Records for this exercise START
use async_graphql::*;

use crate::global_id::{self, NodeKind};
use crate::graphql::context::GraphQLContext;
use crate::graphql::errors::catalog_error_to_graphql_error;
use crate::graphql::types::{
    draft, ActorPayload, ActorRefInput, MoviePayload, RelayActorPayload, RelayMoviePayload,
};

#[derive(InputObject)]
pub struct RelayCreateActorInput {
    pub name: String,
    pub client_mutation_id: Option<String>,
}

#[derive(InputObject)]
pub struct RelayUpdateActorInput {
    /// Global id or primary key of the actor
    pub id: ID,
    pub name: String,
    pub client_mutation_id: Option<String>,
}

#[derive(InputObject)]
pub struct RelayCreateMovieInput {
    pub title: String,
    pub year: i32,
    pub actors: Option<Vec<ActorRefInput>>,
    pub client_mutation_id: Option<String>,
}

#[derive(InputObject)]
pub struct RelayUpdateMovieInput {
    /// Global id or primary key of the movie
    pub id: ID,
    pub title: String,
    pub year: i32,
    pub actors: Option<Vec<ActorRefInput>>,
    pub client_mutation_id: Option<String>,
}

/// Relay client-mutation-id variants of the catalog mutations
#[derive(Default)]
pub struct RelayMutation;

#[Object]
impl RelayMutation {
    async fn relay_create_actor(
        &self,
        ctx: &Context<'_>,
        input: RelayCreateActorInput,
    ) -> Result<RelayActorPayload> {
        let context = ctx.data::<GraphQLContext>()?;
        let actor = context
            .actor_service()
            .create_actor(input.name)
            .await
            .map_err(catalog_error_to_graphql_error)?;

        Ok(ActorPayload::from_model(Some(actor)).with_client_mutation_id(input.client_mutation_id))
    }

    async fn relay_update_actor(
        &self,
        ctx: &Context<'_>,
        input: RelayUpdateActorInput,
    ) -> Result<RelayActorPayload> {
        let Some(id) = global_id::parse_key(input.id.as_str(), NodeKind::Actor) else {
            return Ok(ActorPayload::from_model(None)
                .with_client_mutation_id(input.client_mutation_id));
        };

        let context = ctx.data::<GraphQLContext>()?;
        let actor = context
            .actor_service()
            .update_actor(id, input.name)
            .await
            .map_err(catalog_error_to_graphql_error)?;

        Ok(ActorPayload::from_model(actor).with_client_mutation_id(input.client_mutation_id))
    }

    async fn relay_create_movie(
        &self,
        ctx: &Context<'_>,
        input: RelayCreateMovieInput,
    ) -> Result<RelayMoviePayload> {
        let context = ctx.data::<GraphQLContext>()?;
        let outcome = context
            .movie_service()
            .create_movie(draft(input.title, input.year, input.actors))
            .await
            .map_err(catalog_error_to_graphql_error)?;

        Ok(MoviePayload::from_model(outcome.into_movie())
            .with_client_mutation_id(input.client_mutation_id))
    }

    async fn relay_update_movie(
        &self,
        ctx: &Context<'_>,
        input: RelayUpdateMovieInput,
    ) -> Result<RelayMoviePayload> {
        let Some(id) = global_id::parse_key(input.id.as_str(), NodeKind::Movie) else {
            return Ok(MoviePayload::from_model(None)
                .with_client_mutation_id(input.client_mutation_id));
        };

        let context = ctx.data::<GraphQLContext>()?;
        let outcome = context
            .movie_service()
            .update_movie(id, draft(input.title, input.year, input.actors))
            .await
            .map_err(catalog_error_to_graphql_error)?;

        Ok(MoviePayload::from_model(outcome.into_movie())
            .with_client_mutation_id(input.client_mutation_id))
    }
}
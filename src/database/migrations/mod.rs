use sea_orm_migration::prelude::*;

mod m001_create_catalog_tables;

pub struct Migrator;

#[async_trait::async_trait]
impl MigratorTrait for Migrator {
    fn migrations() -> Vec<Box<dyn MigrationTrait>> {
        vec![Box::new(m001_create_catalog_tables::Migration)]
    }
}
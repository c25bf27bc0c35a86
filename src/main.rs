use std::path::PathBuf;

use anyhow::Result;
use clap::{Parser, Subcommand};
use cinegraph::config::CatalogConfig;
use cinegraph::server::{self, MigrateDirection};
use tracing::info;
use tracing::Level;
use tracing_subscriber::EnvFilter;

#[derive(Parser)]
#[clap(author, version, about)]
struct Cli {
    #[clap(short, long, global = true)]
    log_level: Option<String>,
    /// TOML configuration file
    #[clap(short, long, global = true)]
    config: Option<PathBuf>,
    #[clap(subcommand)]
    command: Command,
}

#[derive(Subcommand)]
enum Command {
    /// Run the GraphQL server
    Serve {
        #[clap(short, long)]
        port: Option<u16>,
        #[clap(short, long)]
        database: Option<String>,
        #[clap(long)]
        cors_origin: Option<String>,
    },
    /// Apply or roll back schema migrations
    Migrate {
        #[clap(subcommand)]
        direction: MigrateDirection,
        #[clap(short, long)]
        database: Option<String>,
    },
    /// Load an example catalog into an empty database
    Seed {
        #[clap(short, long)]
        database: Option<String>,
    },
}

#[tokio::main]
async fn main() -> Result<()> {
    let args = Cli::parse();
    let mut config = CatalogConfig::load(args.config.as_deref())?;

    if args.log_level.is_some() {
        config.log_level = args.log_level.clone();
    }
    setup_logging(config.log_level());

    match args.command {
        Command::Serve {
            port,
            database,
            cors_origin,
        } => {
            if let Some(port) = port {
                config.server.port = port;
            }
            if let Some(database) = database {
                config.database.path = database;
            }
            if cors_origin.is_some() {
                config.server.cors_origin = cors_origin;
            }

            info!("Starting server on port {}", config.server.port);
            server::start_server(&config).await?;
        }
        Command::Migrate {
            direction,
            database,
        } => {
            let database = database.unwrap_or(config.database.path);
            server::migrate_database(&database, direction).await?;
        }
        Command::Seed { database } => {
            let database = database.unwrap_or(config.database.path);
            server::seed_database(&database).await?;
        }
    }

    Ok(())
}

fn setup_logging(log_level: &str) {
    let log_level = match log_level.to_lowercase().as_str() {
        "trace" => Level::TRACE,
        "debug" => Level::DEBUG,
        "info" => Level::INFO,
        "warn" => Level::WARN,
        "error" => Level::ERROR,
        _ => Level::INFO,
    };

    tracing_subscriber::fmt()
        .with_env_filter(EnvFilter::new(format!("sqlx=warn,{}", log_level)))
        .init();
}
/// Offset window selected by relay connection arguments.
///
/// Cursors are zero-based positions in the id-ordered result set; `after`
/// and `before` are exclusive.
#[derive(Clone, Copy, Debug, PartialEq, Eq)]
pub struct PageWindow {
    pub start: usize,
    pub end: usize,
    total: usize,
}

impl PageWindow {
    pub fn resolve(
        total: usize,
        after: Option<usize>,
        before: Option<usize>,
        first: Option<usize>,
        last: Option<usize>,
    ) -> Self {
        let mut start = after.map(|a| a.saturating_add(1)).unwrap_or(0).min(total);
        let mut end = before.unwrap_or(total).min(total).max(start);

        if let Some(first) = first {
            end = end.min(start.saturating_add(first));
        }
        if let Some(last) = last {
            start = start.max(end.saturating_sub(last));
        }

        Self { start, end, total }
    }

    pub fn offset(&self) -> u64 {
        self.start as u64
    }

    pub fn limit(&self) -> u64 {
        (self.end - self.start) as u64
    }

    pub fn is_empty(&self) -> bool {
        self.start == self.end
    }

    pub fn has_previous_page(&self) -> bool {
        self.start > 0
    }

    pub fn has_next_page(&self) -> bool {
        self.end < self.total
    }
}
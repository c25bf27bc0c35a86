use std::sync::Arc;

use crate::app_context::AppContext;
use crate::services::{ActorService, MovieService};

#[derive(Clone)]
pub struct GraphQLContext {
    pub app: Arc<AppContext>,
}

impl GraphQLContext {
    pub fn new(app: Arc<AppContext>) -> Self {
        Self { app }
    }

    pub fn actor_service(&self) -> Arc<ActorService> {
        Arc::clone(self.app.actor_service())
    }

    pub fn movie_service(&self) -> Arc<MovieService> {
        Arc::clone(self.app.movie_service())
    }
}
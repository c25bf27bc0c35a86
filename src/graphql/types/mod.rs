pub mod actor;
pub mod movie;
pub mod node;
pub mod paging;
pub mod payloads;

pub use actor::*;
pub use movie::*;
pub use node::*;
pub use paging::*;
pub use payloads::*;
Records for this exercise END
--- Goal of the exercise ---
In the entries above, work out how many lines contain the string "None", and give only that number.

--- Answer below ---
2